Nobody is "starving" themselves to eat in a maintenance calories.  The definition of starvation is "suffering or death caused by hunger".   This just sounds like toxic fitphobic fat propaganda and you can post all the studies you want likely run by overweight people themselves trying to justify their lifestyle choice of being overweight but it doesn't change basic science.

In the immortal words of the great philosopher Zyzz "get ripped or die mirin'".

Specializes in Med-Surg.
Nursynursenurse said:

I'm not sure if you are trolling or if this is real. Just because you can eat and feel satisfied with a maintenance calories doesn't mean that someone else can. If the above was true then NOBODY would be overweight or obese. 

Dieting means restricting calories and your body perceives that as starving. This increases hunger and food fantasies and you eventually binge on calorically dense foods. Dieting fails 100% of the time and can even guarantee that person stays obese. Dieting is actually a cause of binge eating disorder. Biology will always win. Evolution has not caught up to the abundance of food we have. You may have to put zero effort into eating maintenance but many people will absolutely have to starve themselves and feel hungry, deprived, and miserable.

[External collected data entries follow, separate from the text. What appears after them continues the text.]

//! Pure domain model: the document tree, its identifiers and payload encoding.

pub mod content;
pub mod errors;
pub mod ids;
pub mod model;
pub mod tree;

So your "eat healthy and exercise" advice is useless and arrogant. You think fat people are all just dumb and don't know how to identify a vegetable? Also, fullness and satisfaction are two different things.

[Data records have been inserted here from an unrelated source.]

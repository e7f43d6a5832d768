//! Preview handles for decoded file content.
//!
//! A handle is an external, revocable reference to decoded bytes, comparable
//! to a browser object URL. Providers create handles and must be told when a
//! handle is released.

use std::collections::HashMap;
use std::fs;
use std::io;
use std::path::{Path, PathBuf};

use tempfile::TempDir;
use thiserror::Error;

use crate::domain::content::DecodedContent;
use crate::domain::model::NodeId;

#[derive(Debug, Error)]
pub enum PreviewError {
    #[error("failed to prepare preview storage: {0}")]
    Setup(#[source] io::Error),
    #[error("failed to write preview for `{file_id}`: {source}")]
    Write {
        file_id: NodeId,
        #[source]
        source: io::Error,
    },
}

/// Opaque reference to a live preview.
#[derive(Debug, Clone, PartialEq, Eq, Hash)]
pub struct PreviewHandle {
    url: String,
}

impl PreviewHandle {
    pub fn new(url: impl Into<String>) -> Self {
        Self { url: url.into() }
    }

    /// Location a viewer can open.
    pub fn url(&self) -> &str {
        &self.url
    }
}

/// Creates and revokes preview handles.
pub trait PreviewProvider {
    fn create(
        &mut self,
        file_id: &NodeId,
        content: &DecodedContent,
    ) -> Result<PreviewHandle, PreviewError>;

    fn release(&mut self, handle: &PreviewHandle);
}

/// Preview lifecycle: at most one handle is active, tied to one file.
#[derive(Debug, Clone, Default, PartialEq, Eq)]
pub enum PreviewState {
    #[default]
    Empty,
    Active {
        handle: PreviewHandle,
        file_id: NodeId,
    },
}

impl PreviewState {
    pub fn handle(&self) -> Option<&PreviewHandle> {
        match self {
            PreviewState::Empty => None,
            PreviewState::Active { handle, .. } => Some(handle),
        }
    }

    pub fn file_id(&self) -> Option<&NodeId> {
        match self {
            PreviewState::Empty => None,
            PreviewState::Active { file_id, .. } => Some(file_id),
        }
    }

    pub fn is_active(&self) -> bool {
        matches!(self, PreviewState::Active { .. })
    }
}

/// Writes decoded bytes to files inside a private temporary directory.
///
/// File names come from a per-provider counter and a sanitized file id, so a
/// stored id can never point outside the directory. The directory disappears
/// when the provider is dropped.
#[derive(Debug)]
pub struct TempFilePreviews {
    dir: TempDir,
    files: HashMap<String, PathBuf>,
    next: u64,
}

impl TempFilePreviews {
    pub fn new() -> Result<Self, PreviewError> {
        let dir = tempfile::Builder::new()
            .prefix("dataroom-preview-")
            .tempdir()
            .map_err(PreviewError::Setup)?;
        Ok(Self {
            dir,
            files: HashMap::new(),
            next: 0,
        })
    }

    pub fn dir(&self) -> &Path {
        self.dir.path()
    }

    /// Number of handles not yet released.
    pub fn live(&self) -> usize {
        self.files.len()
    }
}

impl PreviewProvider for TempFilePreviews {
    fn create(
        &mut self,
        file_id: &NodeId,
        content: &DecodedContent,
    ) -> Result<PreviewHandle, PreviewError> {
        self.next += 1;
        let path = self.dir.path().join(format!(
            "{}-{}.{}",
            self.next,
            file_stem(file_id.as_str()),
            extension_for(&content.mime)
        ));
        fs::write(&path, &content.bytes).map_err(|source| PreviewError::Write {
            file_id: file_id.clone(),
            source,
        })?;
        let handle = PreviewHandle::new(path.display().to_string());
        self.files.insert(handle.url().to_owned(), path);
        Ok(handle)
    }

    fn release(&mut self, handle: &PreviewHandle) {
        if let Some(path) = self.files.remove(handle.url())
            && let Err(err) = fs::remove_file(&path)
        {
            tracing::warn!(error = %err, path = %path.display(), "failed to remove preview file");
        }
    }
}

/// Keeps decoded blobs in memory under `blob:` urls.
#[derive(Debug, Default)]
pub struct MemoryPreviews {
    blobs: HashMap<String, DecodedContent>,
    created: usize,
    released: usize,
}

impl MemoryPreviews {
    pub fn new() -> Self {
        Self::default()
    }

    pub fn get(&self, handle: &PreviewHandle) -> Option<&DecodedContent> {
        self.blobs.get(handle.url())
    }

    pub fn live(&self) -> usize {
        self.blobs.len()
    }

    pub fn created(&self) -> usize {
        self.created
    }

    pub fn released(&self) -> usize {
        self.released
    }
}

impl PreviewProvider for MemoryPreviews {
    fn create(
        &mut self,
        file_id: &NodeId,
        content: &DecodedContent,
    ) -> Result<PreviewHandle, PreviewError> {
        self.created += 1;
        let handle = PreviewHandle::new(format!("blob:dataroom/{}/{file_id}", self.created));
        self.blobs.insert(handle.url().to_owned(), content.clone());
        Ok(handle)
    }

    fn release(&mut self, handle: &PreviewHandle) {
        if self.blobs.remove(handle.url()).is_some() {
            self.released += 1;
        }
    }
}

/// `id` reduced to characters that are safe in a single path component.
fn file_stem(id: &str) -> String {
    id.chars()
        .take(64)
        .map(|ch| {
            if ch.is_ascii_alphanumeric() || matches!(ch, '-' | '_') {
                ch
            } else {
                '_'
            }
        })
        .collect()
}

fn extension_for(mime: &str) -> &'static str {
    match mime {
        "application/pdf" => "pdf",
        _ => "bin",
    }
}

#[cfg(test)]
mod tests {
    use super::*;

    fn pdf(bytes: &[u8]) -> DecodedContent {
        DecodedContent {
            mime: "application/pdf".into(),
            bytes: bytes.to_vec(),
        }
    }

    #[test]
    fn temp_file_previews_write_and_release() -> Result<(), PreviewError> {
        let mut previews = TempFilePreviews::new()?;
        let handle = previews.create(&"file_1".into(), &pdf(b"%PDF-1.7"))?;

        let path = PathBuf::from(handle.url());
        assert!(path.starts_with(previews.dir()));
        assert_eq!(path.extension().and_then(|ext| ext.to_str()), Some("pdf"));
        assert_eq!(fs::read(&path).unwrap(), b"%PDF-1.7");

        previews.release(&handle);
        assert!(!path.exists());
        assert_eq!(previews.live(), 0);
        Ok(())
    }

    #[test]
    fn temp_file_previews_stay_inside_their_dir() -> Result<(), PreviewError> {
        let mut previews = TempFilePreviews::new()?;
        for id in ["../escaped", "a/b", "..", "/etc/passwd", "c:\\x", ""] {
            let handle = previews.create(&id.into(), &pdf(id.as_bytes()))?;
            let path = PathBuf::from(handle.url());
            assert_eq!(path.parent(), Some(previews.dir()), "{id} left the dir");
            assert_eq!(fs::read(&path).unwrap(), id.as_bytes());
        }
        assert!(!previews.dir().parent().unwrap().join("escaped.pdf").exists());
        assert_eq!(previews.live(), 6);
        Ok(())
    }

    #[test]
    fn same_file_gets_distinct_preview_paths() -> Result<(), PreviewError> {
        let mut previews = TempFilePreviews::new()?;
        let first = previews.create(&"file_1".into(), &pdf(b"old"))?;
        let second = previews.create(&"file_1".into(), &pdf(b"new"))?;
        assert_ne!(first, second);

        previews.release(&first);
        assert_eq!(fs::read(second.url()).unwrap(), b"new");
        Ok(())
    }

    #[test]
    fn memory_previews_track_lifecycle() {
        let mut previews = MemoryPreviews::new();
        let first = previews.create(&"a".into(), &pdf(b"1")).unwrap();
        let second = previews.create(&"a".into(), &pdf(b"2")).unwrap();
        assert_ne!(first, second);
        assert_eq!(previews.created(), 2);
        assert_eq!(previews.get(&second).map(|c| c.bytes.clone()), Some(b"2".to_vec()));

        previews.release(&first);
        previews.release(&first);
        assert_eq!(previews.live(), 1);
        assert_eq!(previews.released(), 1);
    }

    #[test]
    fn preview_state_accessors() {
        let state = PreviewState::Active {
            handle: PreviewHandle::new("blob:x"),
            file_id: "f".into(),
        };
        assert!(state.is_active());
        assert_eq!(state.file_id().map(|id| id.as_str()), Some("f"));
        assert!(PreviewState::default().handle().is_none());
    }
}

You don't have to hate on me too, I am a recovering anorexic so I know self starvation quite well. And because you are incapable of listening to the obese people, maybe you'll listen to me. I frequently eat "healthy" salads that are so large they can probably serve 12 people. I can feel full after eating stereotypically healthy foods but not be satisfied.  If I'm craving donuts or cookies then no amount of healthy food will rid me of my cravings. I can easily eat 5000 calories in one sitting. I can probably eat you for dinner. Don't tell me or anyone else we lack self control just because you feel full after eating a few bites of food. Please look up the Minnesota starvation experiment to see what dieting really does to people. 

There's a lot to unpack here.  Sounds like you are not the typical person, eating 5,000 calories and not feeling satisfied.  Having cravings that won't go away.

For most of us eating enough for 12 people would fill us up.  For most of us if we ignore cravings over time they will go away.  It's giving into cravings that keep them around.  Many people have conquered cravings to things like sugar and cheese.

"Eat healthy and exercise" is not arrogant and useless advice.  It's the best advice we got.  It means different things to different people, but I don't think it's fair to shoot that advice down because you happen to be an outlier.

I do understand that everyone is different and one size doesn't fit all, that we all don't burn calories at the same rate, etc. and that it's not all that simple for many people and that not every can or even need to get to 8% body fat as long as they are eating healthy and exercising.

Specializes in oncology.
ZyzzFan said:

Becoming overweight means that the person went to the effort to eat an excess amount of calories over an extended period of time in order to gain extra body mass. 

So it is all intention/effort  to gain weight??? So if I eat a lettuce salad, cheeseburger, egg salad sandwich, pizza. (And I am thin) ..the purpose is to not satisfy my hunger... the intention is to loose weight.